*What is needed*
Scan the lines below; pull out those with "tracing".

*Data under study*
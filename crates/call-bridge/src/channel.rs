//! Method-call surface
//!
//! The application framework talks to the bridge with a method name and a JSON argument
//! object. [`MethodChannel::invoke`] is async for the caller but runs the bridge call on the
//! blocking pool, since bridge operations block on the engine's serialization lock.
//!
//! Results follow the engine convention: `0` for success, the session id for `makeCall`, the
//! raw vendor code when the engine refuses. Caller mistakes (lifecycle, bad arguments,
//! unknown method) come back as [`MethodError`] instead of a code.

use serde::de::DeserializeOwned;
use serde::{Deserialize, Serialize};
use serde_json::{json, Value};
use thiserror::Error;

use crate::bridge::SipBridge;
use crate::config::{AudioCodec, DtmfMethod, InitializeConfig, NativeUiConfig, SipAccount, SrtpPolicy};
use crate::error::{BridgeError, BridgeResult};
use crate::types::SessionId;

/// A method invocation from the application framework
#[derive(Debug, Clone, PartialEq, Serialize, Deserialize)]
pub struct MethodCall {
    pub method: String,
    #[serde(default)]
    pub arguments: Value,
}

impl MethodCall {
    pub fn new(method: impl Into<String>, arguments: Value) -> Self {
        Self {
            method: method.into(),
            arguments,
        }
    }
}

/// Error returned across the method channel
#[derive(Debug, Clone, PartialEq, Eq, Error, Serialize)]
#[error("{code}: {message}")]
pub struct MethodError {
    pub code: String,
    pub message: String,
}

impl MethodError {
    pub const LIFECYCLE: &'static str = "LIFECYCLE";
    pub const INVALID_ARGUMENT: &'static str = "INVALID_ARGUMENT";
    pub const CONFIGURATION: &'static str = "CONFIGURATION";
    pub const NOT_IMPLEMENTED: &'static str = "NOT_IMPLEMENTED";
    pub const INTERNAL: &'static str = "INTERNAL";

    fn new(code: &str, message: impl Into<String>) -> Self {
        Self {
            code: code.to_string(),
            message: message.into(),
        }
    }
}

#[derive(Deserialize)]
#[serde(rename_all = "camelCase")]
struct SessionArgs {
    session_id: SessionId,
}

#[derive(Deserialize)]
#[serde(rename_all = "camelCase")]
struct RegisterServerArgs {
    timeout: u32,
    #[serde(default)]
    retries: u32,
}

#[derive(Deserialize)]
#[serde(rename_all = "camelCase")]
struct MakeCallArgs {
    callee: String,
    #[serde(default = "default_true")]
    send_sdp: bool,
    #[serde(default)]
    video_call: bool,
}

#[derive(Deserialize)]
#[serde(rename_all = "camelCase")]
struct MuteArgs {
    session_id: SessionId,
    #[serde(default)]
    mute_incoming_audio: bool,
    #[serde(default)]
    mute_outgoing_audio: bool,
    #[serde(default)]
    mute_incoming_video: bool,
    #[serde(default)]
    mute_outgoing_video: bool,
}

#[derive(Deserialize)]
#[serde(rename_all = "camelCase")]
struct DtmfArgs {
    session_id: SessionId,
    digit: u8,
    #[serde(default = "default_true")]
    play_tone: bool,
    #[serde(default = "default_dtmf_method")]
    method: DtmfMethod,
    #[serde(default = "default_dtmf_duration")]
    duration_ms: u32,
}

#[derive(Deserialize)]
struct EnableArgs {
    enable: bool,
}

#[derive(Deserialize)]
struct EnabledArgs {
    enabled: bool,
}

#[derive(Deserialize)]
struct LicenseArgs {
    key: String,
}

#[derive(Deserialize)]
struct CodecArgs {
    codecs: Vec<AudioCodec>,
}

#[derive(Deserialize)]
struct SrtpArgs {
    policy: SrtpPolicy,
}

fn default_true() -> bool {
    true
}

fn default_dtmf_method() -> DtmfMethod {
    DtmfMethod::Rfc2833
}

fn default_dtmf_duration() -> u32 {
    160
}

/// Dispatches [`MethodCall`]s onto a [`SipBridge`]
#[derive(Debug, Clone)]
pub struct MethodChannel {
    bridge: SipBridge,
}

impl MethodChannel {
    pub fn new(bridge: SipBridge) -> Self {
        Self { bridge }
    }

    pub fn bridge(&self) -> &SipBridge {
        &self.bridge
    }

    /// Run one method call
    pub async fn invoke(&self, call: MethodCall) -> Result<Value, MethodError> {
        let bridge = self.bridge.clone();
        let method = call.method.clone();
        tokio::task::spawn_blocking(move || dispatch(&bridge, &call))
            .await
            .map_err(|e| {
                tracing::error!("Method {} did not complete: {}", method, e);
                MethodError::new(MethodError::INTERNAL, e.to_string())
            })?
    }
}

fn dispatch(bridge: &SipBridge, call: &MethodCall) -> Result<Value, MethodError> {
    tracing::debug!("Method call: {}", call.method);
    match call.method.as_str() {
        "initialize" => code(bridge.initialize(args::<InitializeConfig>(call)?)),
        "register" => code(bridge.register(args::<SipAccount>(call)?)),
        "registerServer" => {
            let a: RegisterServerArgs = args(call)?;
            code(bridge.register_server(a.timeout, a.retries))
        }
        "unRegister" => code(bridge.unregister()),
        "makeCall" => {
            let a: MakeCallArgs = args(call)?;
            value(bridge.make_call(&a.callee, a.send_sdp, a.video_call).map(i64::from))
        }
        "hangUp" => code(bridge.hang_up(args::<SessionArgs>(call)?.session_id)),
        "hold" => code(bridge.hold(args::<SessionArgs>(call)?.session_id)),
        "unHold" => code(bridge.un_hold(args::<SessionArgs>(call)?.session_id)),
        "muteSession" => {
            let a: MuteArgs = args(call)?;
            code(bridge.mute_session(
                a.session_id,
                a.mute_incoming_audio,
                a.mute_outgoing_audio,
                a.mute_incoming_video,
                a.mute_outgoing_video,
            ))
        }
        "setLoudspeakerStatus" => code(bridge.set_loudspeaker_status(args::<EnableArgs>(call)?.enable)),
        "sendDtmf" => {
            let a: DtmfArgs = args(call)?;
            code(bridge.send_dtmf(a.session_id, a.digit, a.play_tone, a.method, a.duration_ms))
        }
        "configureCallKit" | "configureConnectionService" => {
            code(bridge.configure_native_ui(args::<NativeUiConfig>(call)?))
        }
        "enableCallKit" | "enableConnectionService" => {
            code(bridge.set_native_ui_enabled(args::<EnabledArgs>(call)?.enabled))
        }
        "setLicenseKey" => code(bridge.set_license_key(&args::<LicenseArgs>(call)?.key)),
        "setAudioCodecs" => code(bridge.set_audio_codecs(&args::<CodecArgs>(call)?.codecs)),
        "setSrtpPolicy" => code(bridge.set_srtp_policy(args::<SrtpArgs>(call)?.policy)),
        "set3GppTags" => code(bridge.enable_3gpp_tags(args::<EnableArgs>(call)?.enable)),
        "enableCNG" => code(bridge.enable_cng(args::<EnableArgs>(call)?.enable)),
        "enableVAD" => code(bridge.enable_vad(args::<EnableArgs>(call)?.enable)),
        "enableAEC" => code(bridge.enable_aec(args::<EnableArgs>(call)?.enable)),
        "enableAGC" => code(bridge.enable_agc(args::<EnableArgs>(call)?.enable)),
        "enableANS" => code(bridge.enable_ans(args::<EnableArgs>(call)?.enable)),
        "enableAudioManager" => code(bridge.enable_audio_manager(args::<EnableArgs>(call)?.enable)),
        "dispose" => code(bridge.dispose()),
        other => {
            tracing::warn!("Unknown method {}", other);
            Err(MethodError::new(
                MethodError::NOT_IMPLEMENTED,
                format!("{} is not a bridge method", other),
            ))
        }
    }
}

fn args<T: DeserializeOwned>(call: &MethodCall) -> Result<T, MethodError> {
    let arguments = match &call.arguments {
        Value::Null => json!({}),
        other => other.clone(),
    };
    serde_json::from_value(arguments).map_err(|e| reject(BridgeError::from(e)))
}

fn code(result: BridgeResult<()>) -> Result<Value, MethodError> {
    value(result.map(|()| 0))
}

fn value(result: BridgeResult<i64>) -> Result<Value, MethodError> {
    match result {
        Ok(v) => Ok(json!(v)),
        Err(e @ (BridgeError::Lifecycle { .. } | BridgeError::Validation { .. } | BridgeError::Serialization(_) | BridgeError::Config { .. })) => {
            Err(reject(e))
        }
        Err(e) => {
            tracing::debug!("Method failed with {}: {}", e.result_code(), e);
            Ok(json!(e.result_code()))
        }
    }
}

fn reject(error: BridgeError) -> MethodError {
    let code = match &error {
        BridgeError::Lifecycle { .. } => MethodError::LIFECYCLE,
        BridgeError::Validation { .. } | BridgeError::Serialization(_) => MethodError::INVALID_ARGUMENT,
        BridgeError::Config { .. } => MethodError::CONFIGURATION,
        _ => MethodError::INTERNAL,
    };
    MethodError::new(code, error.to_string())
}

*Exercise answer*
                tracing::error!("Method {} did not complete: {}", method, e);
    tracing::debug!("Method call: {}", call.method);
            tracing::warn!("Unknown method {}", other);
            tracing::debug!("Method failed with {}: {}", e.result_code(), e);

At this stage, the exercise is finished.